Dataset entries

══════════════════════════════

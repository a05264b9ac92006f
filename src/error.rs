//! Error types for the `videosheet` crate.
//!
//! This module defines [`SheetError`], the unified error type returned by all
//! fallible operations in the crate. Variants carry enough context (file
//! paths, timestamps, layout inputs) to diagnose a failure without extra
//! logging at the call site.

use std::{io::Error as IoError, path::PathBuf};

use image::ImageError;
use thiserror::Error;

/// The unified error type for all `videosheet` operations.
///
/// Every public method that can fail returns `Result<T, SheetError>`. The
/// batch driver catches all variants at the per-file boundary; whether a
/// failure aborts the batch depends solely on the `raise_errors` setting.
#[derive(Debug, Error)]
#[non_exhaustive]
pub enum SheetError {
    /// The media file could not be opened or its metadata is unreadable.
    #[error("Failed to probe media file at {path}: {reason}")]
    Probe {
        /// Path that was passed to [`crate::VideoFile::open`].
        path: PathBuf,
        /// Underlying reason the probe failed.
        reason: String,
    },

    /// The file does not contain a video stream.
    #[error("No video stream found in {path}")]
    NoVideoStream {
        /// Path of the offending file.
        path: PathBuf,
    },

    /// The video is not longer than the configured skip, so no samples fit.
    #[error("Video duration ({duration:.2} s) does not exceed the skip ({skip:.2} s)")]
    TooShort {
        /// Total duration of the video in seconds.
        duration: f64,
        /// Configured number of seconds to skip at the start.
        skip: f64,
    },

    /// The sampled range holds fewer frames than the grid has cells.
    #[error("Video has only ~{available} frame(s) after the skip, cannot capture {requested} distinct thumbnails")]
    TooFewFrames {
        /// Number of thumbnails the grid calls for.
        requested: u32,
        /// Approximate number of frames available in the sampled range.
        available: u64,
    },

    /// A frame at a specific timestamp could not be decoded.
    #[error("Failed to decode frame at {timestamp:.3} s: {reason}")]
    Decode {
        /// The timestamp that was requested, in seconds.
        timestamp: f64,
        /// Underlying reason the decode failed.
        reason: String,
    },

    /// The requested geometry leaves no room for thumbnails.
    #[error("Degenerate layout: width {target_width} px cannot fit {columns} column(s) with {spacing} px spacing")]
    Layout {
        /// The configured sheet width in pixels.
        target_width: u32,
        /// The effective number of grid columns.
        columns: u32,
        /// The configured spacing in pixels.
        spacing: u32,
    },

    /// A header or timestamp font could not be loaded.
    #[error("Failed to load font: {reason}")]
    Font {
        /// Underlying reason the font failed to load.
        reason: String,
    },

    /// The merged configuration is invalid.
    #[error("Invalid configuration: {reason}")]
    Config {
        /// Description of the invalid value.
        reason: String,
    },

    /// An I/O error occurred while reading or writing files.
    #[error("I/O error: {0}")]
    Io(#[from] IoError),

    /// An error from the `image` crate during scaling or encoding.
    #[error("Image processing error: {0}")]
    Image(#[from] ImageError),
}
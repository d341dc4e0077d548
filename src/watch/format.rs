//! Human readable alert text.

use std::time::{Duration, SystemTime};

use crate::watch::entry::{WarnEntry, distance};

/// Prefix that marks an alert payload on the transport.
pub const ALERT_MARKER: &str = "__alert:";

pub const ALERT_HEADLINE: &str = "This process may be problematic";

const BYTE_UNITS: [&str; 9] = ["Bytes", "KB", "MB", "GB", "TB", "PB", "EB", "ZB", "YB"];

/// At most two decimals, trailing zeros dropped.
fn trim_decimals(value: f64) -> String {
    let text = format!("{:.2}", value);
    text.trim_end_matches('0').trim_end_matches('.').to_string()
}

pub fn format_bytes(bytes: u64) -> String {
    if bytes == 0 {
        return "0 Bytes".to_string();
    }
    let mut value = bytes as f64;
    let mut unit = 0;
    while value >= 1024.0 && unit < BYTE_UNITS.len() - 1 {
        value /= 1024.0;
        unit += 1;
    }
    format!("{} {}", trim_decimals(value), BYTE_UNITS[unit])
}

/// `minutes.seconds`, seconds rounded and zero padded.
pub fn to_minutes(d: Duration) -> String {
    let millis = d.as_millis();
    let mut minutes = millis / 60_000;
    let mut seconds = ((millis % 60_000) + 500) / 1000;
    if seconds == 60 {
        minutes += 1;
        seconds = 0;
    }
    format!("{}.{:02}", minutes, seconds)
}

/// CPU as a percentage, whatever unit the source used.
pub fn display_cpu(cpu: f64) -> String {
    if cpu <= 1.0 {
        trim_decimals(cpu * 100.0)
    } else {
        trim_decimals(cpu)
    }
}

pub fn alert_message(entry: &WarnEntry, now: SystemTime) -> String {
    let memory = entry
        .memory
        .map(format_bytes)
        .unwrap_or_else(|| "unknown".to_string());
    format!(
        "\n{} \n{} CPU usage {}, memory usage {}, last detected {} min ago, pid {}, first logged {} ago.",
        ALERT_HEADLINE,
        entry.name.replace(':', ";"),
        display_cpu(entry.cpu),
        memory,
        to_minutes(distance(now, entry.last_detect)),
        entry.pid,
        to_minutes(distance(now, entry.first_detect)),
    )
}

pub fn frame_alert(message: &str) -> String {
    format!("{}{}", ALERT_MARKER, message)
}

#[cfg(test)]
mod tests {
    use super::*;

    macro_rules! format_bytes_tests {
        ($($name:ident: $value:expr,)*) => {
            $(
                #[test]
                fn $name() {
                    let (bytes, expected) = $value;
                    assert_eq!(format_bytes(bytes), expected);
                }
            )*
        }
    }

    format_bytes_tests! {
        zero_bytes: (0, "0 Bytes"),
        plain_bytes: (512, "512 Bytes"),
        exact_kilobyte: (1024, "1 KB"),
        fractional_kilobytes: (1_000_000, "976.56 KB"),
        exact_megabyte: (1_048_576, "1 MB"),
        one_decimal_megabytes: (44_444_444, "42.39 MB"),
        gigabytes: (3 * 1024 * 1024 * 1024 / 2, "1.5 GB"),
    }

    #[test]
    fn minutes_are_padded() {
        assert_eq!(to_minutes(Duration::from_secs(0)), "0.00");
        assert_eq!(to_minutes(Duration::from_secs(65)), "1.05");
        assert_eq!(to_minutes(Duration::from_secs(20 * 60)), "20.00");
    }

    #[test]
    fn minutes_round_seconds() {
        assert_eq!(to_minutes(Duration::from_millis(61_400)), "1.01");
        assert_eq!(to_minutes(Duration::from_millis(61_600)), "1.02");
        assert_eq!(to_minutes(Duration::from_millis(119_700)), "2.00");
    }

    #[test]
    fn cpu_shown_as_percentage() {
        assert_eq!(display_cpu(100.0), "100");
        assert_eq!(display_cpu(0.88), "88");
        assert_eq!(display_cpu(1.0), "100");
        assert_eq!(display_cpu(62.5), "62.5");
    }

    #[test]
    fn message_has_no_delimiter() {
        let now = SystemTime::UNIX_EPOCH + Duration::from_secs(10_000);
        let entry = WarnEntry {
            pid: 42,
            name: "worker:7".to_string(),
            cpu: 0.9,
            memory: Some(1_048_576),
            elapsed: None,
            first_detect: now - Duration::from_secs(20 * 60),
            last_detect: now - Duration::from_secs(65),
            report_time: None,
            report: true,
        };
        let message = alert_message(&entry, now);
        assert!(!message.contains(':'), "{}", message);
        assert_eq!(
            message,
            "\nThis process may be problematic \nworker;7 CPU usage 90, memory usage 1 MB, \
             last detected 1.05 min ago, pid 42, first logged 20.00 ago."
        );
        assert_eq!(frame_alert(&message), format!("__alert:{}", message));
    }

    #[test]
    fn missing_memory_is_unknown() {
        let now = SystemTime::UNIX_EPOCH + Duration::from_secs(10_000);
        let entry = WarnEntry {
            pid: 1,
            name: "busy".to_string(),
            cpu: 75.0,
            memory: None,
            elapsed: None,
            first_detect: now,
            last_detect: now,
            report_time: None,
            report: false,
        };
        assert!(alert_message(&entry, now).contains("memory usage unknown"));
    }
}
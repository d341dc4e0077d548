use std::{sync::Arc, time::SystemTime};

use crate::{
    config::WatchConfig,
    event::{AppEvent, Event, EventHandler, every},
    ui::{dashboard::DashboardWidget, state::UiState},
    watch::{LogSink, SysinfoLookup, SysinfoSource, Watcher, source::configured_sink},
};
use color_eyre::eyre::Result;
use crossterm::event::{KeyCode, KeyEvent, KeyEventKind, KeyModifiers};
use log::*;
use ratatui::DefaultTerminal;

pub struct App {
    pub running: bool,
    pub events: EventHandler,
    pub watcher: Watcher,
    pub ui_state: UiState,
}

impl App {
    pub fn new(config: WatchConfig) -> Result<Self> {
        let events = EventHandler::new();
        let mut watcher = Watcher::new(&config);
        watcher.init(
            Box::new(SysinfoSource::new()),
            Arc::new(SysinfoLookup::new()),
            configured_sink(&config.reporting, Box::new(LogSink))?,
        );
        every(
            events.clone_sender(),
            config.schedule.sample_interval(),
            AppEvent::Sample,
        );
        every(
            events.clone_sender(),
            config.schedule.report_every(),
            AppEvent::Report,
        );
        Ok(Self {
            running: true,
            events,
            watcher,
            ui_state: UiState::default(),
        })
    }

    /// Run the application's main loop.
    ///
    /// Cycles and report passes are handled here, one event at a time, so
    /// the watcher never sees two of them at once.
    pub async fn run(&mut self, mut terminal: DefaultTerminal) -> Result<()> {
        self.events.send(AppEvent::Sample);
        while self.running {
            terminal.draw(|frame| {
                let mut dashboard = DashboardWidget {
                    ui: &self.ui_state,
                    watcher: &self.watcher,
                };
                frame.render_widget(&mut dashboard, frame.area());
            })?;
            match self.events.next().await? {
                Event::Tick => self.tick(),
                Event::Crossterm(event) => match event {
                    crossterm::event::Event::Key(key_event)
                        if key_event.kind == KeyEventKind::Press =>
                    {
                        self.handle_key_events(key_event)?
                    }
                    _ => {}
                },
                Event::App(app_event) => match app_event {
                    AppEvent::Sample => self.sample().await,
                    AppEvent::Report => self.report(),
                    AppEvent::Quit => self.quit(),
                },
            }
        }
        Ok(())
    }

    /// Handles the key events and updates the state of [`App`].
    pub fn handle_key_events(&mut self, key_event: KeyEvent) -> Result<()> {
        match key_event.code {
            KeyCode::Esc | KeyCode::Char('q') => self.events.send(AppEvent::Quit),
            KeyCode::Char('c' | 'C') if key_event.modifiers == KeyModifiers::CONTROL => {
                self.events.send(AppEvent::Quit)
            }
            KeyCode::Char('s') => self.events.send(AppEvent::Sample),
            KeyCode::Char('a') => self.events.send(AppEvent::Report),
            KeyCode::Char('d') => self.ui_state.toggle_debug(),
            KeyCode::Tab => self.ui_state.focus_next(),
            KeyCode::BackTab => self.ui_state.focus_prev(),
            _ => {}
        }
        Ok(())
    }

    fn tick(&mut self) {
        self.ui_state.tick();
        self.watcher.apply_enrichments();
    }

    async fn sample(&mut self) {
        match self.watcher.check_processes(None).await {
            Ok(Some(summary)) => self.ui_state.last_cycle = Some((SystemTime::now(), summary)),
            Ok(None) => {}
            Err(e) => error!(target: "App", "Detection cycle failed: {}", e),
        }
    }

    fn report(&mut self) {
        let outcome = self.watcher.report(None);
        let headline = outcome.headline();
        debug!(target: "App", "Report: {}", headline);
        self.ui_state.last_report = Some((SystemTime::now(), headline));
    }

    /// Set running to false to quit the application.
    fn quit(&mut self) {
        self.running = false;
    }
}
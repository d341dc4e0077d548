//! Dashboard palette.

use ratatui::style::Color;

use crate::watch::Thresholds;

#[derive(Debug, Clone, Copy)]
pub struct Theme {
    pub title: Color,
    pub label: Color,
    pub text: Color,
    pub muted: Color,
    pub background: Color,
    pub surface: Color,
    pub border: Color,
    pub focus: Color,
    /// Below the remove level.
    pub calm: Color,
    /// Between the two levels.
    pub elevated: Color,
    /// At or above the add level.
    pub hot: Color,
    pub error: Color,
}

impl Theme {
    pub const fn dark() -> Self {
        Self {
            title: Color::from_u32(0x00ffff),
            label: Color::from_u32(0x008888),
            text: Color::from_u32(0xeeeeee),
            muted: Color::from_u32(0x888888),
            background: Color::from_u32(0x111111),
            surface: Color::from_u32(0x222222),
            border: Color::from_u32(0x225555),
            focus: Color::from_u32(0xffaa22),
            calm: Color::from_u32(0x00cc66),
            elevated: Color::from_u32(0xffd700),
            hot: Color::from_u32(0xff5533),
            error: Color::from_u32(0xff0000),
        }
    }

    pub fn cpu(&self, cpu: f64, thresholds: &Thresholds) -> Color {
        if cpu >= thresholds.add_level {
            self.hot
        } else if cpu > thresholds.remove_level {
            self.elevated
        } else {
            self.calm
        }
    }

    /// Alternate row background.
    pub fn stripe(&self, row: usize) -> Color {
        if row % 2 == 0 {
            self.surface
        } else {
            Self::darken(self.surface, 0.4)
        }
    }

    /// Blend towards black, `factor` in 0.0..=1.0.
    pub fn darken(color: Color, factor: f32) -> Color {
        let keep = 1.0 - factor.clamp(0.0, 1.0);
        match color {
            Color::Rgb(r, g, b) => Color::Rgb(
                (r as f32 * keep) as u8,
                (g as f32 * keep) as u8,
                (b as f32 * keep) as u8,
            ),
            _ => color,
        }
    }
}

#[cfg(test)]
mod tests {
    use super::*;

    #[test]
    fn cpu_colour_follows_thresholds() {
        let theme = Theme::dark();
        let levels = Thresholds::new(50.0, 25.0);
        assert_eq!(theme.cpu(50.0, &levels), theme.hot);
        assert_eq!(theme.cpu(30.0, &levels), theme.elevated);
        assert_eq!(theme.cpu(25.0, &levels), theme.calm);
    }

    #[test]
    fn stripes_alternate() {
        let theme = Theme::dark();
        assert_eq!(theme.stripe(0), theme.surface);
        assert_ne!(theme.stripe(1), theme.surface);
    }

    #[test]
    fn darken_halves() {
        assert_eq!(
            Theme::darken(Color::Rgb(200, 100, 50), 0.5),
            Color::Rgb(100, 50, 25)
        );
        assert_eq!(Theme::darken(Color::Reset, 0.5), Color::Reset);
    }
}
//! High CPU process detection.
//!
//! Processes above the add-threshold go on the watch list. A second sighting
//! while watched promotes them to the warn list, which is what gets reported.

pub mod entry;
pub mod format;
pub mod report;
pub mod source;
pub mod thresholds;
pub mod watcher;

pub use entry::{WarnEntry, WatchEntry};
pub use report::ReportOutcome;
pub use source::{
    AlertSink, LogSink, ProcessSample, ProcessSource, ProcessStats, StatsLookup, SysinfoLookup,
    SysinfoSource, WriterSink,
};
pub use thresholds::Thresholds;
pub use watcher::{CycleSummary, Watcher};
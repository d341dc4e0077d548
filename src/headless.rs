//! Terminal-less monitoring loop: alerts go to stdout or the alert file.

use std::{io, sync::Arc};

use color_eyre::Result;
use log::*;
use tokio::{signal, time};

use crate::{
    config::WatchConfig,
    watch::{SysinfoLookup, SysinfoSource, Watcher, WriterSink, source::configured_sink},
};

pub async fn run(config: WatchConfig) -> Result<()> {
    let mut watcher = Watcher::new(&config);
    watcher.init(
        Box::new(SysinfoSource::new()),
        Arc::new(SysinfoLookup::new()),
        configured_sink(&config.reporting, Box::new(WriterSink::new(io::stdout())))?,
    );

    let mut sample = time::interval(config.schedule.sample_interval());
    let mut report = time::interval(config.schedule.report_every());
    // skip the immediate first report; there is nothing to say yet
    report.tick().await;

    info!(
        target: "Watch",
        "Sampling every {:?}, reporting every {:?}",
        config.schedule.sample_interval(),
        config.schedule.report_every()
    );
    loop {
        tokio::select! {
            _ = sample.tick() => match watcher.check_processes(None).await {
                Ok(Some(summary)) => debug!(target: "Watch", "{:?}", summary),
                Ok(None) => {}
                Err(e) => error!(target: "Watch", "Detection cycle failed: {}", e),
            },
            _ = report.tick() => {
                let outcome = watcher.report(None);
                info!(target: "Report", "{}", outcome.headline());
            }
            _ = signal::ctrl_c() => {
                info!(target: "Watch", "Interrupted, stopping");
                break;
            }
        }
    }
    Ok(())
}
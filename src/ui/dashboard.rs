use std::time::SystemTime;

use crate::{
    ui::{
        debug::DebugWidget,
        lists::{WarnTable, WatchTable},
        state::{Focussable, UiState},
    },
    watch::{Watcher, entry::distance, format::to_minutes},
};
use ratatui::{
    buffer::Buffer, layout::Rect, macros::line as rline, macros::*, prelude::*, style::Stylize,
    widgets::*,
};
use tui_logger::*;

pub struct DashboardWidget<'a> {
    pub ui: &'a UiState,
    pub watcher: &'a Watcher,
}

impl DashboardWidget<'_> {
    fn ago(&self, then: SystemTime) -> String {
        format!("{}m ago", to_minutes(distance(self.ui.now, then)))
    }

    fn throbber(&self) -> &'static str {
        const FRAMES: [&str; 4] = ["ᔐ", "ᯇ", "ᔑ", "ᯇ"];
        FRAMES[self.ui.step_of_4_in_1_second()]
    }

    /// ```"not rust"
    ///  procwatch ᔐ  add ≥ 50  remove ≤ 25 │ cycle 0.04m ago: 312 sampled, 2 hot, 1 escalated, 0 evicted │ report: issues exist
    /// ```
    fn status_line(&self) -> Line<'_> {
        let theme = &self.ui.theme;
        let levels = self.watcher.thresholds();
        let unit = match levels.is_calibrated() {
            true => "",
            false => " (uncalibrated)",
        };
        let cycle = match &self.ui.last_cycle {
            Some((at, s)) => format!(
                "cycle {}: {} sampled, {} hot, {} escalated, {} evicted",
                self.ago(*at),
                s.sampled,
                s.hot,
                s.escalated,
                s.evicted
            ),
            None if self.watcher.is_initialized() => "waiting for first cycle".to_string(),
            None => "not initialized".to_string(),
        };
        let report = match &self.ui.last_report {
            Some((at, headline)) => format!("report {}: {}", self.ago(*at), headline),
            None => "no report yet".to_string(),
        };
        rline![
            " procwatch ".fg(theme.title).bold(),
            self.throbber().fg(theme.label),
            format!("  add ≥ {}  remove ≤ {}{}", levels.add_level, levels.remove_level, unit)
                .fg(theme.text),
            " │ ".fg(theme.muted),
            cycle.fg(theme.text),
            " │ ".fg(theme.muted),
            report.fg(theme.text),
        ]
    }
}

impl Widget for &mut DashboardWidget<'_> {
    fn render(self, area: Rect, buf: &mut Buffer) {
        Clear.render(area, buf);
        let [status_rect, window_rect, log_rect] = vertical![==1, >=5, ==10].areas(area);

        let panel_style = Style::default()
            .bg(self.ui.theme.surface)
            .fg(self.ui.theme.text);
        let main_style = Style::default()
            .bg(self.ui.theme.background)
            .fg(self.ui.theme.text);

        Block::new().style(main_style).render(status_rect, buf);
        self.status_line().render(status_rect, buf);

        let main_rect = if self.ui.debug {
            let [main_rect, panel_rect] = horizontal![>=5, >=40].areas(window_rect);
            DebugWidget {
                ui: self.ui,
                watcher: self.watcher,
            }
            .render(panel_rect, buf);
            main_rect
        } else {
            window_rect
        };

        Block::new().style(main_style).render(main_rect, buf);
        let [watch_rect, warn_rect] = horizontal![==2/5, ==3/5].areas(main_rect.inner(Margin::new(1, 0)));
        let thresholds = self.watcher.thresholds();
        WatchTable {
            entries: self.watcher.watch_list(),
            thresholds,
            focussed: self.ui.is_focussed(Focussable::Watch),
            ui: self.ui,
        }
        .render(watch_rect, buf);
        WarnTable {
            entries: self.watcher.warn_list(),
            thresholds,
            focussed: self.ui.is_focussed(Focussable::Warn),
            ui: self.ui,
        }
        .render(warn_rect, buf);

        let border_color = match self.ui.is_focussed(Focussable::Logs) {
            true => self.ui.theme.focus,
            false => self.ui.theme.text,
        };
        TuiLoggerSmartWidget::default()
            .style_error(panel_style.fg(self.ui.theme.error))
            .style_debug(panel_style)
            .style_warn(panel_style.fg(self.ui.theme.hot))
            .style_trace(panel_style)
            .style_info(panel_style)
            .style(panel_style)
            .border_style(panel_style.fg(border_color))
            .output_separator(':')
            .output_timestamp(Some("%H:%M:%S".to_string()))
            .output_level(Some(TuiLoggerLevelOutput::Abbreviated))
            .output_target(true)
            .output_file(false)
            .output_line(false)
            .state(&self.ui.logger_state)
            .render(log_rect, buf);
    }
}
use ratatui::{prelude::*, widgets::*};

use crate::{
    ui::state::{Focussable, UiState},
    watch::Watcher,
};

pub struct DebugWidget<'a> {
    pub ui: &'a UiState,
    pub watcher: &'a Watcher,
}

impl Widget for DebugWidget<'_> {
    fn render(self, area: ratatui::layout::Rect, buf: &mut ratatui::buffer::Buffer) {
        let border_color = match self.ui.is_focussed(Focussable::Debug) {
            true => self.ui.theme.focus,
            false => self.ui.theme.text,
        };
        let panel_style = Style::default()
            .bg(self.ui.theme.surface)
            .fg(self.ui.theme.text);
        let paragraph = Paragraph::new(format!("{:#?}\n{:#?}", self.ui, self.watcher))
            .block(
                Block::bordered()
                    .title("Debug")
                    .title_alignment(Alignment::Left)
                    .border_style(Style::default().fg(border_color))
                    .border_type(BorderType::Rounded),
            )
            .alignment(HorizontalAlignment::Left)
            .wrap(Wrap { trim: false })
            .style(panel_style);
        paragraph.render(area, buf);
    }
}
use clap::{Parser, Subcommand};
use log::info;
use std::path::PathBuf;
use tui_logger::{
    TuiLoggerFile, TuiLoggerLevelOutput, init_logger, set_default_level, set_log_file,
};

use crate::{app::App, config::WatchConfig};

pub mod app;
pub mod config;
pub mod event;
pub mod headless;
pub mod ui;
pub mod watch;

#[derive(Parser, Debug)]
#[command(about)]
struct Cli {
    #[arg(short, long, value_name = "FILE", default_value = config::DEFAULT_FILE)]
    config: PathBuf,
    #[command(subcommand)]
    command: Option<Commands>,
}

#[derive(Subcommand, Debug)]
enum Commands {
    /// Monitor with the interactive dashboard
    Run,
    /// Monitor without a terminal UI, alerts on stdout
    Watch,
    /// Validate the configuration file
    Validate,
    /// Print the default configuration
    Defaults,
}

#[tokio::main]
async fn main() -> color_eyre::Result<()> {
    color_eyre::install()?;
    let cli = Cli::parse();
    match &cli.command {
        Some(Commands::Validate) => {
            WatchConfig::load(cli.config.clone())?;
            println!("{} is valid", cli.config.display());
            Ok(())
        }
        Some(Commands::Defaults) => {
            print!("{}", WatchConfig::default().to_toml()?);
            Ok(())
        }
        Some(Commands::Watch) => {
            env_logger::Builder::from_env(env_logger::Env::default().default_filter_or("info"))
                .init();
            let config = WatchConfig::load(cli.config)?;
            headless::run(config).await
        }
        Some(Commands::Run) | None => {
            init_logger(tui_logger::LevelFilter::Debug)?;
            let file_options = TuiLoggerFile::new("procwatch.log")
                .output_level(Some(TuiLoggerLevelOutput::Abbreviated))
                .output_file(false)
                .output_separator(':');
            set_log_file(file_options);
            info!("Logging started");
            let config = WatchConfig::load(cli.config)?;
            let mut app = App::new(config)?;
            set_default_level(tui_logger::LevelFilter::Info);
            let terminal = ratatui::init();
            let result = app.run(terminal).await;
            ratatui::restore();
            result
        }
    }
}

══════════════════════════════

◆ Your assignment
The lines needed are the ones from the first line of the entries through the line that contains "failure without extra", given again without any change.

◆ Answer
repository a05264b9ac92006f
filename src/error.rs
//! Error types for the `videosheet` crate.
//!
//! This module defines [`SheetError`], the unified error type returned by all
//! fallible operations in the crate. Variants carry enough context (file
//! paths, timestamps, layout inputs) to diagnose a failure without extra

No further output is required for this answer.